Well, we don't yet have codified schools of webcomics criticism (though we can see the beginnings of them growing out of the criticial tradition). However, we do have multiple perspectives and theories on the work. If you read my stuff and Joe Zabel's stuff, you'll see differences between our respective understandings of criticism. Move over to Scott Kurtz's critical essays (and he's written some, over on his site, and they're good.) and you get a different perspective than either Zabel or I have. And so on, and so on, and so on.
But, the thing is? I write webcomics. And long before I ever registered Websnark.com, I'd failed at being a Webcartoonist. Joe Zabel's been in comics for years, and he's in webcomics now. Scott Kurtz even puts together a little strip you might have heard of. Our perspectives are different, but we have that common element in all of them. We've all sat in front of the page and thought "how am I going to dirty this up with pictures and words?"
Rosenberg maintains that there's a value in having a critical organ on the web that lacks that common element. He's trying to recruit a number of writers, all of whom will have differences of opinion and background -- different perspectives, in other words -- but with the common element that while they are fans of webcomics, they are not webcartoonists. He thinks it will improve the discourse to have that voice out there.
And I agree. I honestly do. I think the more perspectives you get out there, the better we're all going to be. This is why I get annoyed when people trash the Webcomics Examiner, or Comixpedia. Or Websnark, for that matter. (All right, I might have other reasons to be annoyed when they trash Websnark.) All too often, people see a perspective that's not the same as their own and reject it outright. Often with colorful language and assertions about the critics' mothers.

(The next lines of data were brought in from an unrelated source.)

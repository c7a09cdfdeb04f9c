use std::sync::Arc;

use super::controller::{FormController, FormResult, read_lock};
use super::registry::FieldHandle;
use super::values::{FieldKey, FieldValue};

pub type ChangeHandler = Arc<dyn Fn(FieldValue) + Send + Sync>;
pub type BlurHandler = Arc<dyn Fn() + Send + Sync>;

/// Everything a render unit needs to draw and wire one field.
#[derive(Clone)]
pub struct FieldBinding {
    pub key: FieldKey,
    pub value: Option<FieldValue>,
    pub error: Option<String>,
    pub required: bool,
    pub handle: FieldHandle,
    on_change: ChangeHandler,
    on_blur: BlurHandler,
}

impl FieldBinding {
    pub fn change(&self, value: impl Into<FieldValue>) {
        (self.on_change)(value.into());
    }

    pub fn blur(&self) {
        (self.on_blur)();
    }

    pub fn change_handler(&self) -> ChangeHandler {
        self.on_change.clone()
    }

    pub fn blur_handler(&self) -> BlurHandler {
        self.on_blur.clone()
    }
}

impl std::fmt::Debug for FieldBinding {
    fn fmt(&self, f: &mut std::fmt::Formatter<'_>) -> std::fmt::Result {
        f.debug_struct("FieldBinding")
            .field("key", &self.key)
            .field("value", &self.value)
            .field("error", &self.error)
            .field("required", &self.required)
            .field("handle", &self.handle.id())
            .finish()
    }
}

impl FormController {
    /// Change handler for one field. Failures are logged, never raised to the UI.
    pub fn on_change(
        &self,
        field: impl Into<FieldKey>,
    ) -> impl Fn(FieldValue) + Clone + Send + Sync + 'static {
        let controller = self.clone();
        let field = field.into();
        move |value| {
            if let Err(error) = controller.set_value(field.as_str(), value) {
                tracing::warn!(%field, %error, "dropping change event");
            }
        }
    }

    pub fn on_blur(&self, field: impl Into<FieldKey>) -> impl Fn() + Clone + Send + Sync + 'static {
        let controller = self.clone();
        let field = field.into();
        move || {
            if let Err(error) = controller.touch(field.as_str()) {
                tracing::warn!(%field, %error, "dropping blur event");
            }
        }
    }

    pub fn bind(&self, field: &str) -> FormResult<FieldBinding> {
        let (key, value, error) = {
            let state = read_lock(&self.state, "reading field for binding")?;
            let key = state.declared_key(field)?;
            let value = state.values.get(field).cloned();
            let error = state.errors.message(field).map(str::to_string);
            (key, value, error)
        };
        let handle = self
            .registry
            .get(field)
            .cloned()
            .ok_or_else(|| super::controller::FormError::UnknownField(key.clone()))?;

        Ok(FieldBinding {
            required: self.is_required(field),
            on_change: Arc::new(self.on_change(key.clone())),
            on_blur: Arc::new(self.on_blur(key.clone())),
            key,
            value,
            error,
            handle,
        })
    }
}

Not me, though. I think the more people out there we have trying something different in the critical discourse, the stronger and healthier that discourse will become.
So, here's to Fleen. And here's to the Examiner, to Comixpedia, to McCloud and Zabel, to Tangents and I'm Just Saying, to Kurtz and Gabe and Tycho, to Blank Label and Dumbrella and Checkerboard Nightmare hitting people with shovels.
Here's to perspective.
And here's to not losing it.
Posted by Eric Burns-White at 1:50 PM | Comments (40)
December 27, 2005
Eric: The Long, Dark Night of Steve Troop
(From Melonpool.)
There reaches a point where the question becomes "how long is too long?" How long should a cartoonist keep writing and drawing his strip? How long should he keep plugging away? How many times does he keep grabbing for the brass ring before he kind of gives up?

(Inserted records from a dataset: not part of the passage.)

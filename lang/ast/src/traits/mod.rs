mod contains_metas;
mod has_span;
mod occurs;
mod shift;
mod subst;

pub use contains_metas::*;
pub use has_span::*;
pub use occurs::*;
pub use shift::*;
pub use subst::*;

As of this morning, Steve Troop is the latest big name cartoonist out of the Daily Grind. He had been doing a "phoning it in" riff where the images were static, and making a relatively snarky commentary about static image comics in the process, but the last one was last Friday, and today is Tuesday, which means we missed Monday, and that's the Grind.
More to the point, however, we're beginning to see a pattern.

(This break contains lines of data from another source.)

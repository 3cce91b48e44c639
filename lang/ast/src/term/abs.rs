use codespan::Span;
use derivative::Derivative;
use pretty::DocAllocator;
use printer::theme::ThemeExt;
use printer::tokens::{COLON, COMMA, DOT, LAMBDA, PI};
use printer::{Alloc, Builder, Precedence, Print, PrintCfg};

use crate::metas::MetaCtx;
use crate::traits::{ContainsMetas, HasSpan, Occurs, Shift, Substitutable, Substitution};

use super::{Binder1, FVar, Term};

// Abs
//
//

/// An abstraction `λ x : typ. body`.
#[derive(Debug, Clone, Derivative)]
#[derivative(Eq, PartialEq, Hash)]
pub struct Abs {
    #[derivative(PartialEq = "ignore", Hash = "ignore")]
    pub span: Option<Span>,
    pub typ: Box<Term>,
    pub body: Binder1,
}

impl Abs {
    pub fn new(name: &str, typ: Term, body: Term) -> Self {
        Abs { span: None, typ: Box::new(typ), body: Binder1::new(name, body) }
    }
}

impl From<Abs> for Term {
    fn from(val: Abs) -> Self {
        Term::Abs(val)
    }
}

impl HasSpan for Abs {
    fn span(&self) -> Option<Span> {
        self.span
    }
}

impl Shift for Abs {
    fn shift_in_range(&mut self, cutoff: usize, by: isize) {
        self.typ.shift_in_range(cutoff, by);
        self.body.shift_in_range(cutoff, by);
    }
}

impl Substitutable for Abs {
    type Target = Abs;

    fn subst<S: Substitution>(&self, by: &S) -> Self::Target {
        Abs { span: self.span, typ: self.typ.subst(by), body: self.body.subst(by) }
    }
}

impl Occurs for Abs {
    fn occurs(&self, var: &FVar) -> bool {
        self.typ.occurs(var) || self.body.occurs(var)
    }
}

impl ContainsMetas for Abs {
    fn contains_metas(&self, metas: &MetaCtx) -> bool {
        self.typ.contains_metas(metas) || self.body.contains_metas(metas)
    }
}

impl Print for Abs {
    fn print_prec<'a>(
        &'a self,
        cfg: &PrintCfg,
        alloc: &'a Alloc<'a>,
        prec: Precedence,
    ) -> Builder<'a> {
        let doc = alloc
            .keyword(LAMBDA)
            .append(alloc.var(&self.body.name.id))
            .append(COLON)
            .append(alloc.space())
            .append(self.typ.print_prec(cfg, alloc, Precedence::App))
            .append(DOT)
            .append(alloc.space())
            .append(self.body.body.print(cfg, alloc))
            .group();
        if prec > Precedence::Exp {
            doc.parens()
        } else {
            doc
        }
    }
}

// Prod
//
//

/// A dependent product `Π x : typ, body`.
#[derive(Debug, Clone, Derivative)]
#[derivative(Eq, PartialEq, Hash)]
pub struct Prod {
    #[derivative(PartialEq = "ignore", Hash = "ignore")]
    pub span: Option<Span>,
    pub typ: Box<Term>,
    pub body: Binder1,
}

impl Prod {
    pub fn new(name: &str, typ: Term, body: Term) -> Self {
        Prod { span: None, typ: Box::new(typ), body: Binder1::new(name, body) }
    }
}

impl From<Prod> for Term {
    fn from(val: Prod) -> Self {
        Term::Prod(val)
    }
}

impl HasSpan for Prod {
    fn span(&self) -> Option<Span> {
        self.span
    }
}

impl Shift for Prod {
    fn shift_in_range(&mut self, cutoff: usize, by: isize) {
        self.typ.shift_in_range(cutoff, by);
        self.body.shift_in_range(cutoff, by);
    }
}

impl Substitutable for Prod {
    type Target = Prod;

    fn subst<S: Substitution>(&self, by: &S) -> Self::Target {
        Prod { span: self.span, typ: self.typ.subst(by), body: self.body.subst(by) }
    }
}

impl Occurs for Prod {
    fn occurs(&self, var: &FVar) -> bool {
        self.typ.occurs(var) || self.body.occurs(var)
    }
}

impl ContainsMetas for Prod {
    fn contains_metas(&self, metas: &MetaCtx) -> bool {
        self.typ.contains_metas(metas) || self.body.contains_metas(metas)
    }
}

impl Print for Prod {
    fn print_prec<'a>(
        &'a self,
        cfg: &PrintCfg,
        alloc: &'a Alloc<'a>,
        prec: Precedence,
    ) -> Builder<'a> {
        let doc = alloc
            .keyword(PI)
            .append(alloc.var(&self.body.name.id))
            .append(COLON)
            .append(alloc.space())
            .append(self.typ.print_prec(cfg, alloc, Precedence::App))
            .append(COMMA)
            .append(alloc.space())
            .append(self.body.body.print(cfg, alloc))
            .group();
        if prec > Precedence::Exp {
            doc.parens()
        } else {
            doc
        }
    }
}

Troop did an amazingly gutsy thing this year. Recognizing that his strip is choked with backstory and archives and all the rest, he decided to reboot the strip as a whole (eliminating his online archives in the process). He also went to a full page format, which means he was also increasing his workload. The whole design was meant to make it easy for people to leap right in, while maintaining the fun for long time readers.
(As both a long time reader and a follower of the new strip, I've enjoyed this greatly, though he may have been just slightly too In Media Res about how he did things. Since we lack backstory on who everyone is with the reboot, there's at least some sense of "who are these people and what are they doing?" that might be a touch difficult for folks. But I digress.)
Here's the thing. In a lot of ways, Melonpool's starting over. And Steve Troop's going for new readers, hard.
And that means that in a lot of ways, we have to treat Melonpool like a whole new strip. And that includes finding an audience.
Audiences take time, it's sad to say. Very few people get to launch with sizable numbers. In a way, Troop has an advantage -- he has rabid fans and the respect of many of his fellow creators. Both of those help. But, there's also the disadvantage that those folks who aren't reading still need to be brought in, and the situation is just odd enough that it takes time.
There's also some folks who simply don't like change -- even in a strip as anarchic as Melonpool, there are going to be some folks who don't want the multiple timelines and futurecasts and time travel and....
Yeah.
It reaches a point where a person feels pretty dark. And Troop -- who's coming off of illness -- is feeling that way now. In fact, in a recent forum post, he said that if he didn't get his readership to 5,000 daily unique IP numbers by the end of March, he would punch out entirely. (There was at least some feeling that he was pressing a gun to Mayberry's head and saying 'one wrong move and the Melotian gets it!') He then revised that statement to just be "growth by March," which seems healthier, but still....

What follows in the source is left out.